Exercise objective: Please output exactly the part of the records below that opens with the line containing "pub fn saturate(&self, linear: f64, angular: f64)" and closes with the line containing "let (linear, angular)", both lines included, and nothing else.

Dataset content:
━━━━━━━━━━

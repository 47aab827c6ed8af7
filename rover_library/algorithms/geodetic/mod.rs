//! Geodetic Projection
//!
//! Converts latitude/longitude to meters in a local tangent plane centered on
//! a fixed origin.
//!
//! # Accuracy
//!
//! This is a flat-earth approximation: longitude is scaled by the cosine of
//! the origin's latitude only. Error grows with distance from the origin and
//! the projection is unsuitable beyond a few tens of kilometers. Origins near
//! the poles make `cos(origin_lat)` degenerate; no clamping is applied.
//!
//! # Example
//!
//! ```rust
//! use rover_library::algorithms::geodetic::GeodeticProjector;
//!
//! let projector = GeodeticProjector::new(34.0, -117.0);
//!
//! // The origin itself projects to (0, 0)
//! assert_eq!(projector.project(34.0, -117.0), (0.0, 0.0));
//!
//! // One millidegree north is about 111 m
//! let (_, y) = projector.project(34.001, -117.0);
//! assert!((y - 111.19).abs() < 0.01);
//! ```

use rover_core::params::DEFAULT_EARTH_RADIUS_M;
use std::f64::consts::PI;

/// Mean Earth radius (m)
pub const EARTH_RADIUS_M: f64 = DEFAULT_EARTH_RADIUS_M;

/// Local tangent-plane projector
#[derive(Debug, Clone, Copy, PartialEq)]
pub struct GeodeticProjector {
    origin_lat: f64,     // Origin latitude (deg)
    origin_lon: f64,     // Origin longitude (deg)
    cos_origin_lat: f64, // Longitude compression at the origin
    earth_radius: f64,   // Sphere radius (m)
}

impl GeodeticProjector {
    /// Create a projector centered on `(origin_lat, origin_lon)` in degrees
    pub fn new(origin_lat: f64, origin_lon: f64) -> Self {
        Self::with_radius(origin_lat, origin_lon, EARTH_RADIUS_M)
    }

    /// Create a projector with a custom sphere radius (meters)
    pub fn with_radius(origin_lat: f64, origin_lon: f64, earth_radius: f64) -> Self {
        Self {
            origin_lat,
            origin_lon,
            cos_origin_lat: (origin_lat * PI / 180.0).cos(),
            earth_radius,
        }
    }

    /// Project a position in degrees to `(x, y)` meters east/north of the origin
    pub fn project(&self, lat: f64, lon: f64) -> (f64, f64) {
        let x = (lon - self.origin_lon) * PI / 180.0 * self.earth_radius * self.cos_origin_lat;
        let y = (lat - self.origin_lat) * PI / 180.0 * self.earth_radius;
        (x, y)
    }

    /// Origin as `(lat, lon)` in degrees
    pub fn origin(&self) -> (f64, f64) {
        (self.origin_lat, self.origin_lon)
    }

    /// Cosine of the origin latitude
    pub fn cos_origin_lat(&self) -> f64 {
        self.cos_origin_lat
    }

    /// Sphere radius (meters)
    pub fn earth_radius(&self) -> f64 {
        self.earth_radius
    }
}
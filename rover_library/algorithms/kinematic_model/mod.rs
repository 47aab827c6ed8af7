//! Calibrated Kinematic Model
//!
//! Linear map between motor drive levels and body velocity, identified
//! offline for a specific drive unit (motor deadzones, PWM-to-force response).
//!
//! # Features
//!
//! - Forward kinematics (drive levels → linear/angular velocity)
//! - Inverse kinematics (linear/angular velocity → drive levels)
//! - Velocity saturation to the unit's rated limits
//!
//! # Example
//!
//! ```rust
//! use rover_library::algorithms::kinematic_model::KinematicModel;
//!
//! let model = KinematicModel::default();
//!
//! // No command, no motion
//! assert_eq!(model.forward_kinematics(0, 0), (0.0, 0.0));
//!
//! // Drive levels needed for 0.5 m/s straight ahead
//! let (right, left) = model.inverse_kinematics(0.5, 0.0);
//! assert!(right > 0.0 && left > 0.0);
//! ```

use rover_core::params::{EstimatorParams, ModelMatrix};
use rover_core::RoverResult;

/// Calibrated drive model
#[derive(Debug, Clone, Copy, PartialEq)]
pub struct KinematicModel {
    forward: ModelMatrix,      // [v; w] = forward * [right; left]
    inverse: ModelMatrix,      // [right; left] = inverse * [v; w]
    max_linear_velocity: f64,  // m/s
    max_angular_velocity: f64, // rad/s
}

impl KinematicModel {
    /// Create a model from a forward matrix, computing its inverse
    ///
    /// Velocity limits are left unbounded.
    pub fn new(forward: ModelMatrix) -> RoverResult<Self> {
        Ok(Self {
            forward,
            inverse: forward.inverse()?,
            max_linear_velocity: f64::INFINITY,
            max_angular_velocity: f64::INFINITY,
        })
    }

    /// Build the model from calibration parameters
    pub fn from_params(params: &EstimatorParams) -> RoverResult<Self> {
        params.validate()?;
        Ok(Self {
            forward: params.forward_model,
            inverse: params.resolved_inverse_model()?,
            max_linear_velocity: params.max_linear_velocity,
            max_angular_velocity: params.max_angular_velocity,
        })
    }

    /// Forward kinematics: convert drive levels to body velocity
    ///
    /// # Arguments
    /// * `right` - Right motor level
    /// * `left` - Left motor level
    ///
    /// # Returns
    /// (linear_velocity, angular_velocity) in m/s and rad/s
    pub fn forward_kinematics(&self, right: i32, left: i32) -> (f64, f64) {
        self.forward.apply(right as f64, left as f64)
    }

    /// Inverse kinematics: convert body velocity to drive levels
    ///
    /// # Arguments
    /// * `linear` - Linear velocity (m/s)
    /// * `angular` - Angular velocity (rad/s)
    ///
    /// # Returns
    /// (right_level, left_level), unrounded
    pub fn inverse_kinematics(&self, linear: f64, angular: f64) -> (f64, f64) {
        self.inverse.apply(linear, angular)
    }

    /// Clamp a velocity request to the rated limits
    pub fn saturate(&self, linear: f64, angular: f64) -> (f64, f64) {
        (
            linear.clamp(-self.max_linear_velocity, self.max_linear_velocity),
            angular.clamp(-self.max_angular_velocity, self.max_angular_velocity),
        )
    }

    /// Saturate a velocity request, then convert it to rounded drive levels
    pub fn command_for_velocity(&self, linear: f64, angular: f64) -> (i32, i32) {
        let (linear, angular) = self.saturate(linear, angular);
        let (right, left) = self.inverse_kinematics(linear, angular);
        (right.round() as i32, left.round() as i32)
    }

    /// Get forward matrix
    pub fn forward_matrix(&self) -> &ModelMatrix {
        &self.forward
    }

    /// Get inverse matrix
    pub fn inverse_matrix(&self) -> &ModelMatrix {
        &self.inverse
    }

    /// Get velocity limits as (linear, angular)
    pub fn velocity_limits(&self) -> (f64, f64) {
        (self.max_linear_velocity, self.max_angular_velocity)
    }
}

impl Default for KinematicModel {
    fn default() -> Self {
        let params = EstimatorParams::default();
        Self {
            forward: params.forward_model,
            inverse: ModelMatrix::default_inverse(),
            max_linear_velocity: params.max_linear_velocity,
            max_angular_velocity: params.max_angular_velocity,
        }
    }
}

━━━━━━━━━━

Solution to the exercise:
    pub fn saturate(&self, linear: f64, angular: f64) -> (f64, f64) {
        (
            linear.clamp(-self.max_linear_velocity, self.max_linear_velocity),
            angular.clamp(-self.max_angular_velocity, self.max_angular_velocity),
        )
    }

    /// Saturate a velocity request, then convert it to rounded drive levels
    pub fn command_for_velocity(&self, linear: f64, angular: f64) -> (i32, i32) {
        let (linear, angular) = self.saturate(linear, angular);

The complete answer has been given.